On January 12, a postage stamp devoted to the 100th Birth Anniversary of Nicolay G. Basov, scientist, the founder of quantum electronics, was put into postal circulation in the Noble Prize Winners series



Nicolay G. Basov (1922-2001) was a Soviet and Russian physicist, a winner of the Nobel Prize in Physics (1964), the Lenin Prize (1959) and the USSR State Prize (1989), twice Hero of Socialist Labor (1969, 1982). He was born on December 14, 1922, in the town of Usman in the Lipetsk Region. In 1941, Basov finished a secondary school in Voronezh, was drafted into the army and sent to the Kuibyshev Medical Academy. After the war, he entered the Moscow Engineering Physic Institute (MEPhI), where he completed his degree in 1950. From 1948, he worked as a laboratory assistant at the Lebedev Physical Institute of the Academy of Sciences of the USSR (FIAN), where he continued his work after graduation from MEPhI under academic supervision of M. Leontovich and A. Prokhorov. In 1958-1972, Basov was a Deputy Director of FIAN, and from 1973 to 1989, he was the Director of this Institute. In 1963, he established a Laboratory of Quantum Radiophysics in FIAN. In 1962, Basov was elected a Corresponding Member of the Academy of Sciences of the USSR, and in 1966, he was elected an Academician of the Academy of Sciences of the USSR.

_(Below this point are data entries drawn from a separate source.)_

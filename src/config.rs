use anyhow::Context;

const DEFAULT_MAX_CONNECTIONS: u32 = 5;
const DEFAULT_ENVIRONMENT: &str = "development";

#[derive(Debug, Clone, PartialEq, Eq)]
pub struct Settings {
    pub database_url: String,
    pub max_connections: u32,
    pub environment: String,
}

impl Settings {
    pub fn from_env() -> anyhow::Result<Self> {
        Self::from_lookup(|key| std::env::var(key).ok())
    }

    /// Reads settings through `lookup` so tests need not touch the process environment.
    pub fn from_lookup<F>(lookup: F) -> anyhow::Result<Self>
    where
        F: Fn(&str) -> Option<String>,
    {
        let database_url = lookup("DATABASE_URL")
            .filter(|value| !value.trim().is_empty())
            .context("DATABASE_URL must be set to a production Postgres instance")?;

        let max_connections = match lookup("DB_MAX_CONNECTIONS") {
            Some(raw) => raw
                .trim()
                .parse::<u32>()
                .ok()
                .filter(|value| *value > 0)
                .with_context(|| format!("DB_MAX_CONNECTIONS must be a positive integer, got {raw:?}"))?,
            None => DEFAULT_MAX_CONNECTIONS,
        };

        let environment = lookup("APP_ENV")
            .map(|value| value.trim().to_lowercase())
            .filter(|value| !value.is_empty())
            .unwrap_or_else(|| DEFAULT_ENVIRONMENT.to_string());

        Ok(Self {
            database_url,
            max_connections,
            environment,
        })
    }

    pub fn is_production(&self) -> bool {
        matches!(self.environment.as_str(), "production" | "prod")
    }
}

#[cfg(test)]
mod tests {
    use super::*;
    use std::collections::HashMap;

    fn settings(pairs: &[(&str, &str)]) -> anyhow::Result<Settings> {
        let map: HashMap<String, String> = pairs
            .iter()
            .map(|(k, v)| (k.to_string(), v.to_string()))
            .collect();
        Settings::from_lookup(|key| map.get(key).cloned())
    }

    #[test]
    fn requires_database_url() {
        let err = settings(&[]).unwrap_err();
        assert!(err.to_string().contains("DATABASE_URL"));
        assert!(settings(&[("DATABASE_URL", "  ")]).is_err());
    }

    #[test]
    fn applies_defaults() {
        let settings = settings(&[("DATABASE_URL", "postgres://localhost/saude")]).unwrap();
        assert_eq!(settings.max_connections, 5);
        assert_eq!(settings.environment, "development");
        assert!(!settings.is_production());
    }

    #[test]
    fn reads_overrides() {
        let settings = settings(&[
            ("DATABASE_URL", "postgres://localhost/saude"),
            ("DB_MAX_CONNECTIONS", "12"),
            ("APP_ENV", "Production"),
        ])
        .unwrap();
        assert_eq!(settings.max_connections, 12);
        assert!(settings.is_production());
    }

    #[test]
    fn rejects_invalid_pool_size() {
        assert!(settings(&[
            ("DATABASE_URL", "postgres://localhost/saude"),
            ("DB_MAX_CONNECTIONS", "zero"),
        ])
        .is_err());
        assert!(settings(&[
            ("DATABASE_URL", "postgres://localhost/saude"),
            ("DB_MAX_CONNECTIONS", "0"),
        ])
        .is_err());
    }
}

Nicolay Basov was the Editor-in-Chief of the Nauka (Science), Kvantovaya Elektronika (Quantum Electronics), and Priroda (Nature) journals and a member of the Editorial Board of the Kvant (Quantum) journal. N. Basov and A. Prokhorov were awarded the Lenin Prize in 1959, and in 1964, in collaboration with Ch. Townes, they received the Physics Nobel Prize for "fundamental work in the field of quantum electronics, which has led to the construction of oscillators and amplifiers based on the maser-laser principle". A number of Basov's works were devoted to the issues of powerful laser pulse propagation and interaction with matter. He advanced an idea of using lasers for controlled thermonuclear fusion; he proposed methods of laser heating of plasma; he analyzed processes of chemical reaction initiation with laser emission. The scientist developed the physical basis for the formation of quantum frequency standards and put forward ideas for new laser applications in optoelectronics.

The postage stamp provides a portrait of N. Basov, Nobel Prize laureate, scientist, fragments of formulae and the logo of the Kvantovaya Elektronika journal.

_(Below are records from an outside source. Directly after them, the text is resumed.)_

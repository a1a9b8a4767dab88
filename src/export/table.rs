//! Output rows and tables.

use crate::base::constants::TABLE_HEADER;

/// One output row: intermediate key, display name, documentation.
#[derive(Clone, Debug, PartialEq, Eq)]
pub struct Row {
    pub searge: String,
    pub name: String,
    pub desc: String,
}

impl Row {
    pub fn new(
        searge: impl Into<String>,
        name: impl Into<String>,
        desc: impl Into<String>,
    ) -> Self {
        Self {
            searge: searge.into(),
            name: name.into(),
            desc: desc.into(),
        }
    }

    pub fn fields(&self) -> [&str; 3] {
        [&self.searge, &self.name, &self.desc]
    }
}

/// Ordered rows below the fixed `searge,name,desc` header.
#[derive(Clone, Debug, Default, PartialEq, Eq)]
pub struct Table {
    rows: Vec<Row>,
}

impl Table {
    pub fn new() -> Self {
        Self::default()
    }

    pub fn header() -> [&'static str; 3] {
        TABLE_HEADER
    }

    pub fn push(&mut self, row: Row) {
        self.rows.push(row);
    }

    pub fn rows(&self) -> &[Row] {
        &self.rows
    }

    /// Number of data rows (the header is not counted).
    pub fn len(&self) -> usize {
        self.rows.len()
    }

    /// True when the table holds nothing but its header.
    pub fn is_empty(&self) -> bool {
        self.rows.is_empty()
    }

    /// First row with the given key.
    pub fn find(&self, searge: &str) -> Option<&Row> {
        self.rows.iter().find(|r| r.searge == searge)
    }
}

/// The five symbol kinds that get their own table.
#[derive(Clone, Copy, Debug, PartialEq, Eq, Hash)]
pub enum TableKind {
    Packages,
    Classes,
    Fields,
    Methods,
    Parameters,
}

impl TableKind {
    /// Archive entries are written in this order.
    pub const WRITE_ORDER: [TableKind; 5] = [
        Self::Classes,
        Self::Fields,
        Self::Methods,
        Self::Parameters,
        Self::Packages,
    ];

    /// Archive entry name for the table.
    pub fn file_name(&self) -> &'static str {
        match self {
            Self::Packages => "packages.csv",
            Self::Classes => "classes.csv",
            Self::Fields => "fields.csv",
            Self::Methods => "methods.csv",
            Self::Parameters => "params.csv",
        }
    }
}

/// All tables produced by one merge.
#[derive(Clone, Debug, Default, PartialEq, Eq)]
pub struct MappingTables {
    pub packages: Table,
    pub classes: Table,
    pub fields: Table,
    pub methods: Table,
    pub parameters: Table,
}

impl MappingTables {
    pub fn new() -> Self {
        Self::default()
    }

    pub fn get(&self, kind: TableKind) -> &Table {
        match kind {
            TableKind::Packages => &self.packages,
            TableKind::Classes => &self.classes,
            TableKind::Fields => &self.fields,
            TableKind::Methods => &self.methods,
            TableKind::Parameters => &self.parameters,
        }
    }

    /// Total data rows across all tables.
    pub fn row_count(&self) -> usize {
        TableKind::WRITE_ORDER
            .iter()
            .map(|kind| self.get(*kind).len())
            .sum()
    }
}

In addition to the issue of the postage stamp, JSC Marka produced First Day Covers and special cancels for Moscow and Voronezh.


Design Artist: M. Podobed.
Face value: 50 rubles.
Stamp size: 32.5×32.5 mm, sheet size: 119×123 mm.
Emission form: a sheet with formatted margins with 9 (3×3) stamps.
Quantity: 117 thousand stamps (13 thousand sheets).